A large block of land immediately north of the British Museum was acquired for the new University site, stretching from Montague Place to Byng Place. The initial plans were for a single complex encompassing the entire site, with a series of wings and courtyards emanating from a central spine, a perimeter facade and two towers, with the current Senate House landmark echoed by a slightly smaller structure at the northern end of current Torrington Square.

Funding shortages and the Second World War meant that the original scheme was never completed in its entirety, with the current Senate House building only filling the southern half of the site. Although the University Principal was tragically killed in a building accident when inspecting the works with other University officials in 1936, Senate House was completed in 1937, rapidly to find fame as the wartime home of the Ministry of Information as well as one of London’s most iconic buildings.

After the War and a direct hit on Breams Building by a V2 flying bomb, Birkbeck found a new home on part of the undeveloped Malet Street-Torrington Square site in 1952. Further neighbouring locations were acquired by the University to house other member institutions such as SOAS and the IoE.

Birkbeck future

Following the acquisition of the former Student Central building, Birkbeck will have expanded to fill a majority of the never-realised northern half of the University’s original Bloomsbury site. With a continuous run of buildings along the Malet Street side of Torrington Square, and the Toddlerlab, Babylab and Clore building opposite, Birkbeck now has the opportunity to create a central campus focused on a consolidated Torrington Square core site, an inclusive environment focused on the needs of our students and open to the broader Bloomsbury and University community.

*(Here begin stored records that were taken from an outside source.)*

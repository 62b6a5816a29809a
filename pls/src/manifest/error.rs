//! Manifest error types.

use thiserror::Error;

/// Errors raised while reading or writing version-bearing manifests.
#[derive(Debug, Error)]
pub enum ManifestError {
    /// The file exists but is not valid JSON of the expected shape.
    #[error("Failed to decode manifest '{path}': {source}")]
    Decode {
        path: String,
        #[source]
        source: serde_json::Error,
    },

    /// Serializing the updated manifest failed.
    #[error("Failed to encode manifest '{path}': {source}")]
    Encode {
        path: String,
        #[source]
        source: serde_json::Error,
    },

    /// The project manifest is valid JSON but not an object.
    #[error("Invalid project manifest '{path}': {message}")]
    InvalidProjectManifest { path: String, message: String },
}
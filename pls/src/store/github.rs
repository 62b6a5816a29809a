//! [`ContentStore`] over the GitHub REST API.

use super::{commits_after_release, Commit, CommitSource, ContentStore, Notifier, PullRequest, StoreError, TreeEntry};
use crate::rate_limit::guard_core_budget;
use async_trait::async_trait;
use octocrab::params::State;
use octocrab::Octocrab;
use serde::{Deserialize, Serialize};
use tracing::debug;

/// Pages of history scanned when no release anchor is found sooner.
const MAX_HISTORY_PAGES: u32 = 10;

/// Commits requested per history page.
const HISTORY_PAGE_SIZE: u8 = 100;

/// GitHub-backed store for one repository.
#[derive(Debug, Clone)]
pub struct GitHubStore {
    octocrab: Octocrab,
    owner: String,
    repo: String,
}

#[derive(Debug, Deserialize)]
struct ShaObject {
    sha: String,
}

#[derive(Debug, Deserialize)]
struct GitRef {
    object: ShaObject,
}

#[derive(Debug, Deserialize)]
struct GitCommit {
    tree: ShaObject,
}

#[derive(Debug, Serialize)]
struct NewBlob<'a> {
    content: &'a str,
    encoding: &'static str,
}

#[derive(Debug, Serialize)]
struct NewTreeEntry<'a> {
    path: &'a str,
    mode: &'static str,
    #[serde(rename = "type")]
    kind: &'static str,
    sha: &'a str,
}

#[derive(Debug, Serialize)]
struct NewTree<'a> {
    base_tree: &'a str,
    tree: Vec<NewTreeEntry<'a>>,
}

#[derive(Debug, Serialize)]
struct NewCommit<'a> {
    message: &'a str,
    tree: &'a str,
    parents: &'a [String],
}

#[derive(Debug, Serialize)]
struct NewRef<'a> {
    #[serde(rename = "ref")]
    reference: String,
    sha: &'a str,
}

#[derive(Debug, Serialize)]
struct RefUpdate<'a> {
    sha: &'a str,
    force: bool,
}

#[derive(Debug, Serialize)]
struct HistoryQuery<'a> {
    sha: &'a str,
    per_page: u8,
    page: u32,
}

#[derive(Debug, Deserialize)]
struct HistoryCommit {
    sha: String,
    commit: HistoryCommitDetail,
}

#[derive(Debug, Deserialize)]
struct HistoryCommitDetail {
    message: String,
    author: Option<HistoryAuthor>,
}

#[derive(Debug, Deserialize)]
struct HistoryAuthor {
    name: Option<String>,
    date: Option<String>,
}

impl GitHubStore {
    /// Creates a store authenticated with a personal access token.
    ///
    /// # Errors
    ///
    /// Returns [`StoreError::Remote`] if the client cannot be built.
    pub fn new(token: &str, owner: impl Into<String>, repo: impl Into<String>) -> Result<Self, StoreError> {
        let octocrab = Octocrab::builder()
            .personal_token(token.to_string())
            .build()
            .map_err(|e| remote_error("build client", e))?;
        Ok(Self::from_client(octocrab, owner, repo))
    }

    /// Wraps an existing client.
    pub fn from_client(octocrab: Octocrab, owner: impl Into<String>, repo: impl Into<String>) -> Self {
        Self {
            octocrab,
            owner: owner.into(),
            repo: repo.into(),
        }
    }

    fn route(&self, suffix: &str) -> String {
        format!("/repos/{}/{}/{suffix}", self.owner, self.repo)
    }

    async fn guard(&self, operation: &str) -> Result<(), StoreError> {
        guard_core_budget(&self.octocrab)
            .await
            .map_err(|e| remote_error(operation, e))
    }

    fn pull_request(&self, pr: octocrab::models::pulls::PullRequest) -> PullRequest {
        let url = pr.html_url.as_ref().map_or_else(
            || format!("https://github.com/{}/{}/pull/{}", self.owner, self.repo, pr.number),
            |u| u.to_string(),
        );
        PullRequest {
            number: pr.number,
            url,
            title: pr.title.unwrap_or_default(),
            branch: pr.head.ref_field.clone(),
            body: pr.body.unwrap_or_default(),
        }
    }
}

#[async_trait]
impl ContentStore for GitHubStore {
    async fn resolve_ref(&self, branch: &str) -> Result<String, StoreError> {
        let route = self.route(&format!("git/ref/heads/{branch}"));
        match self.octocrab.get::<GitRef, _, ()>(route, None).await {
            Ok(reference) => Ok(reference.object.sha),
            Err(e) if is_not_found(&e) => Err(StoreError::ref_not_found(format!("heads/{branch}"))),
            Err(e) => Err(remote_error("resolve ref", e)),
        }
    }

    async fn commit_tree(&self, commit_sha: &str) -> Result<String, StoreError> {
        let route = self.route(&format!("git/commits/{commit_sha}"));
        let commit: GitCommit = self
            .octocrab
            .get::<GitCommit, _, ()>(route, None)
            .await
            .map_err(|e| remote_error("read commit", e))?;
        Ok(commit.tree.sha)
    }

    async fn read_file(&self, path: &str, reference: &str) -> Result<Option<String>, StoreError> {
        let result = self
            .octocrab
            .repos(&self.owner, &self.repo)
            .get_content()
            .path(path)
            .r#ref(reference)
            .send()
            .await;

        match result {
            Ok(contents) => Ok(contents.items.into_iter().next().and_then(|c| c.decoded_content())),
            Err(e) if is_not_found(&e) => Ok(None),
            Err(e) => Err(remote_error("read file", e)),
        }
    }

    async fn create_blob(&self, content: &str) -> Result<String, StoreError> {
        self.guard("create blob").await?;
        let blob: ShaObject = self
            .octocrab
            .post(
                self.route("git/blobs"),
                Some(&NewBlob {
                    content,
                    encoding: "utf-8",
                }),
            )
            .await
            .map_err(|e| remote_error("create blob", e))?;
        debug!(sha = %blob.sha, "Created blob");
        Ok(blob.sha)
    }

    async fn create_tree(&self, base_tree: &str, entries: &[TreeEntry]) -> Result<String, StoreError> {
        let body = NewTree {
            base_tree,
            tree: entries
                .iter()
                .map(|entry| NewTreeEntry {
                    path: &entry.path,
                    mode: "100644",
                    kind: "blob",
                    sha: &entry.blob_sha,
                })
                .collect(),
        };
        let tree: ShaObject = self
            .octocrab
            .post(self.route("git/trees"), Some(&body))
            .await
            .map_err(|e| remote_error("create tree", e))?;
        debug!(sha = %tree.sha, base_tree, "Created tree");
        Ok(tree.sha)
    }

    async fn create_commit(
        &self,
        message: &str,
        tree: &str,
        parents: &[String],
    ) -> Result<String, StoreError> {
        let commit: ShaObject = self
            .octocrab
            .post(
                self.route("git/commits"),
                Some(&NewCommit {
                    message,
                    tree,
                    parents,
                }),
            )
            .await
            .map_err(|e| remote_error("create commit", e))?;
        debug!(sha = %commit.sha, "Created commit");
        Ok(commit.sha)
    }

    async fn update_ref(&self, branch: &str, sha: &str, force: bool) -> Result<(), StoreError> {
        self.guard("update ref").await?;
        match self.resolve_ref(branch).await {
            Ok(_) => {
                let _: GitRef = self
                    .octocrab
                    .patch(
                        self.route(&format!("git/refs/heads/{branch}")),
                        Some(&RefUpdate { sha, force }),
                    )
                    .await
                    .map_err(|e| remote_error("update ref", e))?;
            }
            Err(StoreError::RefNotFound { .. }) => {
                let _: GitRef = self
                    .octocrab
                    .post(
                        self.route("git/refs"),
                        Some(&NewRef {
                            reference: format!("refs/heads/{branch}"),
                            sha,
                        }),
                    )
                    .await
                    .map_err(|e| remote_error("create ref", e))?;
            }
            Err(e) => return Err(e),
        }
        debug!(branch, sha, force, "Updated ref");
        Ok(())
    }

    async fn find_open_pull_request(
        &self,
        head_branch: &str,
    ) -> Result<Option<PullRequest>, StoreError> {
        let page = self
            .octocrab
            .pulls(&self.owner, &self.repo)
            .list()
            .state(State::Open)
            .head(format!("{}:{head_branch}", self.owner))
            .per_page(10)
            .send()
            .await
            .map_err(|e| remote_error("list pull requests", e))?;

        Ok(page.items.into_iter().next().map(|pr| self.pull_request(pr)))
    }

    async fn create_pull_request(
        &self,
        title: &str,
        head: &str,
        base: &str,
        body: &str,
    ) -> Result<PullRequest, StoreError> {
        self.guard("create pull request").await?;
        let pr = self
            .octocrab
            .pulls(&self.owner, &self.repo)
            .create(title, head, base)
            .body(body)
            .send()
            .await
            .map_err(|e| remote_error("create pull request", e))?;
        Ok(self.pull_request(pr))
    }

    async fn update_pull_request(&self, number: u64, title: &str, body: &str) -> Result<(), StoreError> {
        self.guard("update pull request").await?;
        self.octocrab
            .pulls(&self.owner, &self.repo)
            .update(number)
            .title(title)
            .body(body)
            .send()
            .await
            .map_err(|e| remote_error("update pull request", e))?;
        Ok(())
    }
}

#[async_trait]
impl CommitSource for GitHubStore {
    async fn commits_since(&self, branch: &str, since: Option<&str>) -> Result<Vec<Commit>, StoreError> {
        let mut history = Vec::new();

        for page in 1..=MAX_HISTORY_PAGES {
            let query = HistoryQuery {
                sha: branch,
                per_page: HISTORY_PAGE_SIZE,
                page,
            };
            let batch: Vec<HistoryCommit> = self
                .octocrab
                .get(self.route("commits"), Some(&query))
                .await
                .map_err(|e| remote_error("list commits", e))?;

            let exhausted = batch.len() < usize::from(HISTORY_PAGE_SIZE);
            let mut reached_anchor = false;
            for item in batch {
                let author = item.commit.author.unwrap_or(HistoryAuthor { name: None, date: None });
                let commit = Commit::new(item.sha, item.commit.message)
                    .with_author(author.name.unwrap_or_default(), author.date.unwrap_or_default());
                reached_anchor |= Some(commit.sha.as_str()) == since
                    || crate::metadata::extract_version(&commit.message).is_some();
                history.push(commit);
            }

            if reached_anchor || exhausted {
                break;
            }
        }

        Ok(commits_after_release(history, since))
    }
}

#[async_trait]
impl Notifier for GitHubStore {
    async fn notify(&self, pr_number: u64, text: &str) -> Result<(), StoreError> {
        self.octocrab
            .issues(&self.owner, &self.repo)
            .create_comment(pr_number, text)
            .await
            .map_err(|e| remote_error("post comment", e))?;
        Ok(())
    }
}

fn is_not_found(error: &octocrab::Error) -> bool {
    matches!(error, octocrab::Error::GitHub { source, .. } if source.status_code.as_u16() == 404)
}

fn remote_error(operation: &str, error: octocrab::Error) -> StoreError {
    let status = match &error {
        octocrab::Error::GitHub { source, .. } => Some(source.status_code.as_u16()),
        _ => None,
    };
    StoreError::remote(operation, status, error.to_string())
}
//! Version computation error types.

use thiserror::Error;

/// Errors that can occur while computing versions.
#[derive(Debug, Error, PartialEq, Eq)]
pub enum VersionError {
    /// Input is not a semantic version.
    #[error("Invalid version format: '{version}'")]
    InvalidVersionFormat { version: String },

    /// Requested prerelease move violates the lifecycle rules.
    #[error("Invalid transition from {from} to {to}: {reason}")]
    InvalidTransition {
        from: String,
        to: String,
        reason: String,
    },
}

impl VersionError {
    pub(crate) fn invalid_format(version: &str) -> Self {
        Self::InvalidVersionFormat {
            version: version.to_string(),
        }
    }

    pub(crate) fn invalid_transition(
        from: impl Into<String>,
        to: impl Into<String>,
        reason: impl Into<String>,
    ) -> Self {
        Self::InvalidTransition {
            from: from.into(),
            to: to.into(),
            reason: reason.into(),
        }
    }
}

As our successful bid for the Student Central building pointed out, this acquisition places Birkbeck’s access mission and a student community reflective of London’s diversity, at the heart of the University’s Bloomsbury campus. Our aim is to provide the state-of-the-art teaching, learning and social facilities that our students deserve to support them to succeed and thrive.

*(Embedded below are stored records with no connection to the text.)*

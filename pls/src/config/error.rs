//! Configuration error types.

use thiserror::Error;

/// Errors that can occur while loading or validating configuration.
#[derive(Debug, Error)]
pub enum ConfigError {
    /// Failed to read a file.
    #[error("Failed to read file '{path}': {source}")]
    IoError {
        path: String,
        #[source]
        source: std::io::Error,
    },

    /// Failed to parse TOML content.
    #[error("Failed to parse settings in '{path}': {source}")]
    TomlError {
        path: String,
        #[source]
        source: toml::de::Error,
    },

    /// A branch name is not a valid git reference name.
    #[error("Invalid branch name '{name}': {message}")]
    InvalidBranchName { name: String, message: String },

    /// A repository was not given as `owner/name`.
    #[error("Invalid repository '{value}': expected 'owner/name'")]
    InvalidRepository { value: String },

    /// A required setting was neither given nor found in the environment.
    #[error("Missing required setting '{name}' (set it explicitly or via ${env_var})")]
    MissingSetting { name: String, env_var: String },
}
//! GitHub core API budget guard.
//!
//! [`GitHubStore`](crate::store::GitHubStore) checks the core budget before
//! each mutating call group and sleeps until the window resets when only a
//! handful of requests remain.

use octocrab::Octocrab;
use std::time::Duration;
use tracing::{info, warn};

/// Maximum time to wait for rate limit reset (1 hour).
const MAX_WAIT_SECS: u64 = 3600;

/// Minimum remaining requests before proactively waiting.
const MIN_REMAINING_THRESHOLD: u32 = 5;

/// Core API budget of the authenticated client.
#[derive(Debug, Clone, Copy, PartialEq, Eq)]
pub struct CoreBudget {
    /// Requests remaining in the current window.
    pub remaining: u32,

    /// Unix timestamp when the window resets.
    pub reset: u64,

    /// Total requests allowed per window.
    pub limit: u32,
}

/// Fetches the current core budget.
///
/// # Errors
///
/// Returns an error if the rate limit API call fails.
pub async fn fetch_core_budget(octocrab: &Octocrab) -> Result<CoreBudget, octocrab::Error> {
    let rate_limit = octocrab.ratelimit().get().await?;
    let core = &rate_limit.resources.core;

    Ok(CoreBudget {
        remaining: u32::try_from(core.remaining).unwrap_or(u32::MAX),
        reset: core.reset,
        limit: u32::try_from(core.limit).unwrap_or(u32::MAX),
    })
}

/// Returns how long to wait before spending more of `budget`, given the
/// current unix time `now`.
///
/// # Returns
///
/// `None` when enough requests remain or the window already reset. Waits are
/// capped at one hour.
#[must_use]
pub fn wait_for_budget(budget: &CoreBudget, now: u64) -> Option<Duration> {
    if budget.remaining >= MIN_REMAINING_THRESHOLD || budget.reset <= now {
        return None;
    }

    let wait_secs = budget.reset - now;
    if wait_secs > MAX_WAIT_SECS {
        warn!(
            wait_secs,
            max_wait = MAX_WAIT_SECS,
            "Rate limit reset too far in future, capping wait time"
        );
    }
    Some(Duration::from_secs(wait_secs.min(MAX_WAIT_SECS)))
}

/// Waits for the core budget to recover if it is nearly exhausted.
///
/// # Errors
///
/// Returns an error if the rate limit check fails.
pub async fn guard_core_budget(octocrab: &Octocrab) -> Result<(), octocrab::Error> {
    let budget = fetch_core_budget(octocrab).await?;
    let now = std::time::SystemTime::now()
        .duration_since(std::time::UNIX_EPOCH)
        .unwrap_or_default()
        .as_secs();

    if let Some(wait) = wait_for_budget(&budget, now) {
        info!(
            remaining = budget.remaining,
            wait_secs = wait.as_secs(),
            "Rate limit low, waiting for reset"
        );
        tokio::time::sleep(wait).await;
    }
    Ok(())
}
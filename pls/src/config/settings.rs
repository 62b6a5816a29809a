//! `pls.toml` release settings.

use super::ConfigError;
use crate::templates::DEFAULT_BODY_TEMPLATE;
use serde::Deserialize;
use std::path::Path;
use tracing::debug;

/// Release pull request settings read from `pls.toml`.
#[derive(Debug, Clone, PartialEq, Eq, Deserialize)]
#[serde(rename_all = "kebab-case")]
pub struct ReleaseSettings {
    /// Handlebars format of the pull request title.
    #[serde(default = "default_pr_title_format")]
    pub pr_title_format: String,

    /// Handlebars template of the pull request body.
    #[serde(default = "default_pr_body_template")]
    pub pr_body_template: String,

    /// Whether to comment on the pull request when the version changes.
    #[serde(default = "default_notify")]
    pub notify: bool,
}

impl Default for ReleaseSettings {
    fn default() -> Self {
        Self {
            pr_title_format: default_pr_title_format(),
            pr_body_template: default_pr_body_template(),
            notify: default_notify(),
        }
    }
}

impl ReleaseSettings {
    /// Parses settings from TOML content read from `path`.
    ///
    /// # Errors
    ///
    /// Returns [`ConfigError::TomlError`] for malformed TOML.
    pub fn parse(content: &str, path: &str) -> Result<Self, ConfigError> {
        toml::from_str(content).map_err(|source| ConfigError::TomlError {
            path: path.to_string(),
            source,
        })
    }
}

/// Loads settings from `path`, falling back to defaults if the file does not
/// exist.
///
/// # Errors
///
/// Returns an error if the file exists but cannot be read or parsed.
pub fn load_settings(path: &Path) -> Result<ReleaseSettings, ConfigError> {
    if !path.exists() {
        debug!(path = %path.display(), "No settings file, using defaults");
        return Ok(ReleaseSettings::default());
    }

    let content = std::fs::read_to_string(path).map_err(|source| ConfigError::IoError {
        path: path.display().to_string(),
        source,
    })?;
    ReleaseSettings::parse(&content, &path.display().to_string())
}

/// Returns the default pull request title format.
pub fn default_pr_title_format() -> String {
    "chore: release v{{version}}".to_string()
}

/// Returns the built-in pull request body template.
pub fn default_pr_body_template() -> String {
    DEFAULT_BODY_TEMPLATE.to_string()
}

fn default_notify() -> bool {
    true
}

#[cfg(test)]
mod tests {
    use super::*;
    use std::fs;
    use tempfile::TempDir;

    #[test]
    fn parses_kebab_case_keys() {
        let settings = ReleaseSettings::parse(
            r#"
pr-title-format = "release: {{version}}"
notify = false
"#,
            "pls.toml",
        )
        .unwrap();

        assert_eq!(settings.pr_title_format, "release: {{version}}");
        assert_eq!(settings.pr_body_template, DEFAULT_BODY_TEMPLATE);
        assert!(!settings.notify);
    }

    #[test]
    fn empty_file_uses_defaults() {
        assert_eq!(
            ReleaseSettings::parse("", "pls.toml").unwrap(),
            ReleaseSettings::default()
        );
    }

    #[test]
    fn load_missing_file_uses_defaults() {
        let temp = TempDir::new().unwrap();

        let settings = load_settings(&temp.path().join("pls.toml")).unwrap();
        assert_eq!(settings, ReleaseSettings::default());
    }

    #[test]
    fn load_reads_file() {
        let temp = TempDir::new().unwrap();
        let path = temp.path().join("pls.toml");
        fs::write(&path, "pr-body-template = \"{{options}}\"\n").unwrap();

        let settings = load_settings(&path).unwrap();
        assert_eq!(settings.pr_body_template, "{{options}}");
        assert_eq!(settings.pr_title_format, default_pr_title_format());
    }

    #[test]
    fn load_reports_malformed_toml() {
        let temp = TempDir::new().unwrap();
        let path = temp.path().join("pls.toml");
        fs::write(&path, "notify = maybe").unwrap();

        let result = load_settings(&path);
        assert!(matches!(result, Err(ConfigError::TomlError { .. })));
    }
}
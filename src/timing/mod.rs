//! Timing module
//!
//! This module contains the stopwatch value type and the clocks it reads.

pub mod clock;
pub mod stopwatch;

// Re-export main types
pub use clock::{Clock, ManualClock, MonotonicClock, Timestamp};
pub use stopwatch::{Stopwatch, StopwatchStatus};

The additional space takes us a huge step closer to our aim to deliver all of our teaching in Birkbeck-owned facilities, responding to student and staff feedback that teaching in dispersed rented venues has a huge negative impact on their learning experience, student retention and academic outcomes. We will also ensure that students can easily access the services and support they need and we will move the Students Union to a prominent, more accessible and visible, location.

This is the biggest change for Birkbeck since it moved to Bloomsbury in 1952. With the acquisition of the new building, Birkbeck now occupies most of the northern half of the site for which Beveridge and his contemporaries planned so ambitiously. It is a remarkable outcome for a small institution that has had more than its share of crises.

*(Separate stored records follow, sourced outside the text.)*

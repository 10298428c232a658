//! HTTP API tests driven through the router

use std::sync::Arc;

use axum::{
    body::{to_bytes, Body},
    http::{Method, Request, StatusCode},
    Router,
};
use pretty_assertions::assert_eq;
use serde_json::Value;
use tower::ServiceExt;

use stopwatch::{create_router, AppState};

fn app() -> (Router, Arc<AppState>) {
    let state = Arc::new(AppState::new(20554, "127.0.0.1".to_string()));
    (create_router(Arc::clone(&state)), state)
}

async fn call(app: &Router, method: Method, uri: &str) -> (StatusCode, Value) {
    let request = Request::builder()
        .method(method)
        .uri(uri)
        .body(Body::empty())
        .unwrap();
    let response = app.clone().oneshot(request).await.unwrap();
    let status = response.status();
    let bytes = to_bytes(response.into_body(), usize::MAX).await.unwrap();
    (status, serde_json::from_slice(&bytes).unwrap())
}

#[tokio::test]
async fn start_then_stop() {
    let (app, state) = app();

    let (status, body) = call(&app, Method::POST, "/start").await;
    assert_eq!(status, StatusCode::OK);
    assert_eq!(body["status"], "running");
    assert_eq!(body["message"], "Stopwatch started");
    assert!(state.current().unwrap().is_running());

    let (status, body) = call(&app, Method::POST, "/stop").await;
    assert_eq!(status, StatusCode::OK);
    assert_eq!(body["status"], "stopped");
    assert!(body["stopwatch"]["description"]
        .as_str()
        .unwrap()
        .starts_with("Ended, was running"));

    let elapsed = body["stopwatch"]["elapsed_nanos"].as_u64().unwrap();
    let (_, again) = call(&app, Method::POST, "/stop").await;
    assert_eq!(again["stopwatch"]["elapsed_nanos"].as_u64().unwrap(), elapsed);
}

#[tokio::test]
async fn stop_on_fresh_server_is_a_no_op() {
    let (app, _) = app();

    let (status, body) = call(&app, Method::POST, "/stop").await;
    assert_eq!(status, StatusCode::OK);
    assert_eq!(body["status"], "on_hold");
    assert_eq!(body["message"], "Stopwatch was not running");
    assert_eq!(body["stopwatch"]["elapsed_nanos"], 0);
}

#[tokio::test]
async fn reset_clears_elapsed() {
    let (app, _) = app();

    call(&app, Method::POST, "/start").await;
    let (_, body) = call(&app, Method::POST, "/reset").await;
    assert_eq!(body["status"], "on_hold");
    assert_eq!(body["stopwatch"]["elapsed_seconds"], 0.0);
    assert_eq!(body["stopwatch"]["description"], "Not yet started");
}

#[tokio::test]
async fn status_reports_server_metadata() {
    let (app, _) = app();

    let (_, body) = call(&app, Method::GET, "/status").await;
    assert_eq!(body["stopwatch"]["status"], "on_hold");
    assert_eq!(body["port"], 20554);
    assert_eq!(body["host"], "127.0.0.1");
    assert_eq!(body["last_action"], Value::Null);

    call(&app, Method::POST, "/start").await;
    let (_, body) = call(&app, Method::GET, "/status").await;
    assert_eq!(body["stopwatch"]["status"], "running");
    assert_eq!(body["last_action"], "start");
}

#[tokio::test]
async fn health_is_ok() {
    let (app, _) = app();

    let (status, body) = call(&app, Method::GET, "/health").await;
    assert_eq!(status, StatusCode::OK);
    assert_eq!(body["status"], "ok");
    assert_eq!(body["version"], env!("CARGO_PKG_VERSION"));
}

#[tokio::test]
async fn transitions_need_post() {
    let (app, _) = app();

    let request = Request::builder()
        .method(Method::GET)
        .uri("/start")
        .body(Body::empty())
        .unwrap();
    let response = app.oneshot(request).await.unwrap();
    assert_eq!(response.status(), StatusCode::METHOD_NOT_ALLOWED);
}
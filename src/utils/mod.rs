//! Process-level helpers for the server binary

pub mod signals;

pub use signals::shutdown_signal;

Beveridge and Haldane in their different ways envisaged a distinctively modern University. As we approach our bicentenary and plan a new consolidated and open Birkbeck campus, we too should aim ‘to give London at its heart not just more streets and shops’ and aspire to create ‘an academic island in swirling tides… a world of learning in a world of affairs.’

It is exciting to think that, via a circuitous route we have become the inheritors of Beveridge’s vision, in the new context of a 21st Century metropolis recovering from Brexit and COVID.